**WHAT TO DO:**
Output all the data exactly.

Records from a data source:
========================================

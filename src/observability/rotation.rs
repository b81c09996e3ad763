//! Size/age based rotating file writer.
//!
//! # Responsibilities
//! - Prepare the log file target (parent directory, append access)
//! - Map `LogConfig` thresholds onto `file-rotate`
//! - Expose the writer to `tracing-subscriber` as a `MakeWriter`
//!
//! # Design Decisions
//! - Rotation, retention and compression are left to `file-rotate`
//! - Rotation happens after a record pushes the file past `max_size`, so a
//!   record is never split across two files
//! - Backups carry a timestamp suffix so `max_age` can be enforced
//! - Every record is flushed when its guard drops

use std::fs::{self, OpenOptions};
use std::io::{self, Write};
use std::sync::{Mutex, MutexGuard, PoisonError};

use file_rotate::compression::Compression;
use file_rotate::suffix::{AppendTimestamp, FileLimit};
use file_rotate::{ContentLimit, FileRotate};
use tracing_subscriber::fmt::MakeWriter;

use crate::config::schema::LogConfig;

type Inner = FileRotate<AppendTimestamp>;

/// Rotating file sink shared by every record of one installed logger.
pub struct RotatingWriter {
    inner: Mutex<Inner>,
}

impl RotatingWriter {
    /// Open (or create) `config.file_path` for appending.
    pub fn open(config: &LogConfig) -> io::Result<Self> {
        let path = config.file_path.as_path();

        if let Some(parent) = path.parent() {
            if !parent.as_os_str().is_empty() {
                fs::create_dir_all(parent)?;
            }
        }
        // FileRotate panics on an unusable path; surface it as an error here.
        OpenOptions::new().create(true).append(true).open(path)?;

        let file_limit = if config.max_age == 0 {
            FileLimit::Unlimited
        } else {
            FileLimit::Age(chrono::Duration::days(i64::from(config.max_age)))
        };

        let compression = if config.compress {
            Compression::OnRotate(0)
        } else {
            Compression::None
        };

        let inner = FileRotate::new(
            path,
            AppendTimestamp::default(file_limit),
            ContentLimit::BytesSurpassed(config.max_size_bytes()),
            compression,
            #[cfg(unix)]
            None,
        );

        tracing::trace!(
            path = %path.display(),
            max_size_bytes = config.max_size_bytes(),
            max_age_days = config.max_age,
            compress = config.compress,
            "Rotating log file opened"
        );

        Ok(Self {
            inner: Mutex::new(inner),
        })
    }

    fn lock(&self) -> MutexGuard<'_, Inner> {
        self.inner.lock().unwrap_or_else(PoisonError::into_inner)
    }
}

impl std::fmt::Debug for RotatingWriter {
    fn fmt(&self, f: &mut std::fmt::Formatter<'_>) -> std::fmt::Result {
        f.debug_struct("RotatingWriter").finish_non_exhaustive()
    }
}

/// Exclusive access to the rotating file for the duration of one record.
pub struct RotatingWriterGuard<'a> {
    file: MutexGuard<'a, Inner>,
}

impl Write for RotatingWriterGuard<'_> {
    fn write(&mut self, buf: &[u8]) -> io::Result<usize> {
        self.file.write(buf)
    }

    fn flush(&mut self) -> io::Result<()> {
        self.file.flush()
    }
}

impl Drop for RotatingWriterGuard<'_> {
    fn drop(&mut self) {
        let _ = self.file.flush();
    }
}

impl<'a> MakeWriter<'a> for RotatingWriter {
    type Writer = RotatingWriterGuard<'a>;

    fn make_writer(&'a self) -> Self::Writer {
        RotatingWriterGuard { file: self.lock() }
    }
}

========================================

**ANSWER SECTION:**
filename src/observability/rotation.rs
repository b81c09996e3ad763
//! Size/age based rotating file writer.
//!
//! # Responsibilities
//! - Prepare the log file target (parent directory, append access)
//! - Map `LogConfig` thresholds onto `file-rotate`
//! - Expose the writer to `tracing-subscriber` as a `MakeWriter`
//!
//! # Design Decisions
//! - Rotation, retention and compression are left to `file-rotate`
//! - Rotation happens after a record pushes the file past `max_size`, so a
//!   record is never split across two files
//! - Backups carry a timestamp suffix so `max_age` can be enforced
//! - Every record is flushed when its guard drops

use std::fs::{self, OpenOptions};
use std::io::{self, Write};
use std::sync::{Mutex, MutexGuard, PoisonError};

use file_rotate::compression::Compression;
use file_rotate::suffix::{AppendTimestamp, FileLimit};
use file_rotate::{ContentLimit, FileRotate};
use tracing_subscriber::fmt::MakeWriter;

use crate::config::schema::LogConfig;

type Inner = FileRotate<AppendTimestamp>;

/// Rotating file sink shared by every record of one installed logger.
pub struct RotatingWriter {
    inner: Mutex<Inner>,
}

impl RotatingWriter {
    /// Open (or create) `config.file_path` for appending.
    pub fn open(config: &LogConfig) -> io::Result<Self> {
        let path = config.file_path.as_path();

        if let Some(parent) = path.parent() {
            if !parent.as_os_str().is_empty() {
                fs::create_dir_all(parent)?;
            }
        }
        // FileRotate panics on an unusable path; surface it as an error here.
        OpenOptions::new().create(true).append(true).open(path)?;

        let file_limit = if config.max_age == 0 {
            FileLimit::Unlimited
        } else {
            FileLimit::Age(chrono::Duration::days(i64::from(config.max_age)))
        };

        let compression = if config.compress {
            Compression::OnRotate(0)
        } else {
            Compression::None
        };

        let inner = FileRotate::new(
            path,
            AppendTimestamp::default(file_limit),
            ContentLimit::BytesSurpassed(config.max_size_bytes()),
            compression,
            #[cfg(unix)]
            None,
        );

        tracing::trace!(
            path = %path.display(),
            max_size_bytes = config.max_size_bytes(),
            max_age_days = config.max_age,
            compress = config.compress,
            "Rotating log file opened"
        );

        Ok(Self {
            inner: Mutex::new(inner),
        })
    }

    fn lock(&self) -> MutexGuard<'_, Inner> {
        self.inner.lock().unwrap_or_else(PoisonError::into_inner)
    }
}

impl std::fmt::Debug for RotatingWriter {
    fn fmt(&self, f: &mut std::fmt::Formatter<'_>) -> std::fmt::Result {
        f.debug_struct("RotatingWriter").finish_non_exhaustive()
    }
}

/// Exclusive access to the rotating file for the duration of one record.
pub struct RotatingWriterGuard<'a> {
    file: MutexGuard<'a, Inner>,
}

impl Write for RotatingWriterGuard<'_> {
    fn write(&mut self, buf: &[u8]) -> io::Result<usize> {
        self.file.write(buf)
    }

    fn flush(&mut self) -> io::Result<()> {
        self.file.flush()
    }
}

impl Drop for RotatingWriterGuard<'_> {
    fn drop(&mut self) {
        let _ = self.file.flush();
    }
}

impl<'a> MakeWriter<'a> for RotatingWriter {
    type Writer = RotatingWriterGuard<'a>;

    fn make_writer(&'a self) -> Self::Writer {
        RotatingWriterGuard { file: self.lock() }
    }
}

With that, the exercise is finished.